DIRECTIONS FOR THIS TASK
The word "into" marks the lines to copy; find all of them in the entries below.

DATASET ENTRIES
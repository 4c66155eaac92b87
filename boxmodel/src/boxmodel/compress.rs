use fxhash::{FxHashMap, FxHashSet};
use std::cell::RefCell;
use std::rc::Rc;

use super::api::BoxModel;
use super::types::{Node, NodePool, SharedPool, Slot};
use crate::error::{BoxModelError, BoxModelResult};

// Canonicalizes the node pools of many box models into one shared pool.
// Recursively identical subtrees collapse to a single physical node, no
// matter which model or region produced them. Adds are single-writer: no
// tree registered here may be read while an add is in flight.
pub struct Compressor {
    pool: SharedPool,
    canonical: FxHashMap<Node, u32>,
    trees: FxHashMap<String, BoxModel>,
    logical_nodes: usize,
}

#[derive(Debug, Copy, Clone, PartialEq, Eq)]
pub struct CompressorStats {
    // Sum of the input trees' own node counts.
    pub logical_nodes: usize,
    // Nodes actually held in the shared pool.
    pub physical_nodes: usize,
}

impl Compressor {
    pub fn new() -> Self {
        Self {
            pool: Rc::new(RefCell::new(NodePool::new())),
            canonical: FxHashMap::default(),
            trees: FxHashMap::default(),
            logical_nodes: 0,
        }
    }

    // Take ownership of `model`, fold its nodes into the shared pool, and
    // return a lightweight handle bound to it. Names are unique per
    // compressor; a duplicate is an error, never an overwrite.
    pub fn add(&mut self, name: &str, model: BoxModel) -> BoxModelResult<BoxModel> {
        if self.trees.contains_key(name) {
            return Err(BoxModelError::DuplicateName {
                name: name.to_string(),
            });
        }

        let compressed = if Rc::ptr_eq(&model.pool, &self.pool) {
            // Already bound to this pool; its slots are canonical as-is.
            self.logical_nodes += reachable_nodes(&self.pool.borrow(), model.start);
            model
        } else {
            let src = model.pool.borrow();
            let mut pool = self.pool.borrow_mut();
            let mut memo: FxHashMap<u32, Slot> = FxHashMap::default();
            let start = canonicalize(
                &mut pool,
                &mut self.canonical,
                &mut memo,
                &src,
                model.start,
            );
            // Every distinct source node was visited exactly once.
            self.logical_nodes += memo.len();
            drop(pool);
            drop(src);
            BoxModel {
                start,
                pool: Rc::clone(&self.pool),
                depth: model.depth,
                axis_h: model.axis_h,
                axis_v: model.axis_v,
                counts: model.counts,
                area: model.area,
                centroid: model.centroid,
            }
        };

        self.trees.insert(name.to_string(), compressed.clone());
        Ok(compressed)
    }

    pub fn get(&self, name: &str) -> Option<BoxModel> {
        self.trees.get(name).cloned()
    }

    pub fn all(&self) -> &FxHashMap<String, BoxModel> {
        &self.trees
    }

    pub fn stats(&self) -> CompressorStats {
        CompressorStats {
            logical_nodes: self.logical_nodes,
            physical_nodes: self.pool.borrow().len(),
        }
    }
}

impl Default for Compressor {
    fn default() -> Self {
        Self::new()
    }
}

// Post-order hash-consing: a node's canonical id can only be assigned once
// its children's canonical ids are known. Tags are already canonical. The
// memo keeps each add linear in the source pool even when the source already
// shares subtrees.
fn canonicalize(
    pool: &mut NodePool,
    canonical: &mut FxHashMap<Node, u32>,
    memo: &mut FxHashMap<u32, Slot>,
    src: &NodePool,
    slot: Slot,
) -> Slot {
    let src_idx = match slot.as_node() {
        Some(src_idx) => src_idx,
        None => return slot,
    };
    if let Some(&mapped) = memo.get(&src_idx) {
        return mapped;
    }
    let children = src[src_idx as usize]
        .children()
        .map(|child| canonicalize(pool, canonical, memo, src, child));
    let canon = Node::new(children);
    let mapped = match canonical.get(&canon) {
        Some(&id) => Slot::node(id),
        None => {
            let id = pool.len() as u32;
            pool.push(canon);
            canonical.insert(canon, id);
            Slot::node(id)
        }
    };
    memo.insert(src_idx, mapped);
    mapped
}

// Distinct pool nodes reachable from `start`; the pool is a DAG, so a
// visited set is required, not an optimization.
fn reachable_nodes(pool: &NodePool, start: Slot) -> usize {
    fn walk(pool: &NodePool, slot: Slot, seen: &mut FxHashSet<u32>) {
        if let Some(node_idx) = slot.as_node() {
            if seen.insert(node_idx) {
                for child in pool[node_idx as usize].children() {
                    walk(pool, child, seen);
                }
            }
        }
    }
    let mut seen = FxHashSet::default();
    walk(pool, start, &mut seen);
    seen.len()
}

ANSWER SECTION
// Canonicalizes the node pools of many box models into one shared pool.
    // Take ownership of `model`, fold its nodes into the shared pool, and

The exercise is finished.